Reputation: 12003
I'm trying to match some strings in a text file with a regex, and then modify all places where the pattern is found. It's like a search and replace, but I'm trying to replace with a modified version of what was found (and I'm sure this has a name but I'm not familiar enough with it).
So I'm looking for strings that match [a-z]_[a-z]
(e.g., some_string
) and I want to replace it by removing the underscore and capitalizing the second lowercase word, essentially camel-casing it (someString
).
Any pointers on how to do this (the tricky part is I don't really know how to even Google for this).
Edit
I tried to simplify the question a bit to make it more generic, but I'm also trying to do this only in the case where the match doesn't happen in quotes. That is, I don't want to match underscores in quotes (so, no match here: "this_is_a_string"

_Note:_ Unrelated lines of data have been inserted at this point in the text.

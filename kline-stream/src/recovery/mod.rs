//! Reconnect-and-backfill recovery.
//!
//! Each stream in recovery is driven through an explicit phase machine:
//!
//! ```text
//! Idle -> DetectingStale -> Reconnecting -> Backfilling -> Reconciling -> Idle
//!                           ^----------'    ^---------'    |
//!                                           ^--------------'   (validation failed)
//! Idle -> Backfilling                                           (bootstrap)
//! any active phase -> Failed
//! ```

use crate::{candle::StreamKey, config::RecoveryConfig, error::StreamError};
use chrono::{DateTime, Utc};
use derive_more::Display;
use rand::Rng;
use serde::{Deserialize, Serialize};
use std::time::Duration;

pub mod orchestrator;
pub mod reconcile;

#[derive(Debug, Copy, Clone, Eq, PartialEq, Ord, PartialOrd, Hash, Display, Deserialize, Serialize)]
pub enum RecoveryPhase {
    Idle,
    DetectingStale,
    Reconnecting,
    Backfilling,
    Reconciling,
    Failed,
}

impl RecoveryPhase {
    pub fn can_transition(self, to: RecoveryPhase) -> bool {
        use RecoveryPhase::*;
        matches!(
            (self, to),
            (Idle, DetectingStale)
                | (Idle, Backfilling)
                | (DetectingStale, Reconnecting)
                | (Reconnecting, Reconnecting)
                | (Reconnecting, Backfilling)
                | (Backfilling, Backfilling)
                | (Backfilling, Reconciling)
                | (Reconciling, Idle)
                | (Reconciling, Backfilling)
                | (DetectingStale | Reconnecting | Backfilling | Reconciling, Failed)
                | (Failed, Idle)
        )
    }

    pub fn is_active(self) -> bool {
        !matches!(self, RecoveryPhase::Idle | RecoveryPhase::Failed)
    }
}

/// What caused a stream to enter recovery.
#[derive(Debug, Copy, Clone, Eq, PartialEq, Hash, Display, Deserialize, Serialize)]
pub enum RecoveryTrigger {
    Stale,
    Disconnected,
    ConsistencyViolation,
    /// Operator retry after a terminal failure
    Manual,
    /// Initial history load of an empty ring
    Bootstrap,
}

/// Requested backfill window, `from` inclusive.
#[derive(Debug, Copy, Clone, Eq, PartialEq, Deserialize, Serialize)]
pub struct BackfillRange {
    pub from: DateTime<Utc>,
    pub to: DateTime<Utc>,
}

#[derive(Debug, Clone, Eq, PartialEq)]
pub struct RecoverySession {
    pub stream_key: StreamKey,
    pub started_at: DateTime<Utc>,
    pub trigger: RecoveryTrigger,
    pub phase: RecoveryPhase,
    pub last_known_closed_open_time: Option<DateTime<Utc>>,
    pub backfill_range: Option<BackfillRange>,
    pub attempts: u32,
    pub last_error: Option<StreamError>,
}

impl RecoverySession {
    pub fn new(stream_key: StreamKey, trigger: RecoveryTrigger, started_at: DateTime<Utc>) -> Self {
        Self {
            stream_key,
            started_at,
            trigger,
            phase: RecoveryPhase::Idle,
            last_known_closed_open_time: None,
            backfill_range: None,
            attempts: 0,
            last_error: None,
        }
    }

    pub fn advance(&mut self, to: RecoveryPhase) -> Result<(), StreamError> {
        if !self.phase.can_transition(to) {
            return Err(StreamError::InvalidTransition {
                from: self.phase,
                to,
            });
        }
        self.phase = to;
        Ok(())
    }
}

/// Delay before retry number `attempt` (1-based): `min(base × 2^(attempt-1), max)` plus uniform
/// jitter in `[0, jitter]`.
pub fn backoff_delay(config: &RecoveryConfig, attempt: u32) -> Duration {
    let exponent = attempt.saturating_sub(1).min(31);
    let backoff = config
        .base_backoff
        .saturating_mul(1_u32 << exponent)
        .min(config.max_backoff);

    let jitter_ms = u64::try_from(config.jitter.as_millis()).unwrap_or(u64::MAX);
    if jitter_ms == 0 {
        return backoff;
    }

    backoff + Duration::from_millis(rand::rng().random_range(0..=jitter_ms))
}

...that should remain as is). I probably should have included this when I first made this post.
Upvotes: 2
Views: 143
Reputation: 89547
you can use a callback function with gsub, example:
"some_thing_good".gsub(/_([a-z])/) {|m| m[1].upcase}
To avoid strings inside double-quotes you can do that:
"\"look_at_me\" some_thing_good".gsub(/"[^"]+"|_[a-z]/) {|m| (m.length>2)? m : m[1].upcase }
The idea is to match them before and replace them by themselves. If i test the match length, i know immediatly which part of the alternation has been matched, since the second part contains only 2 characters and the first part at least 3 characters.
Upvotes: 4
Reputation: 2828
I think the better approach is to use parentheses to enclose patterns that you are interesting in.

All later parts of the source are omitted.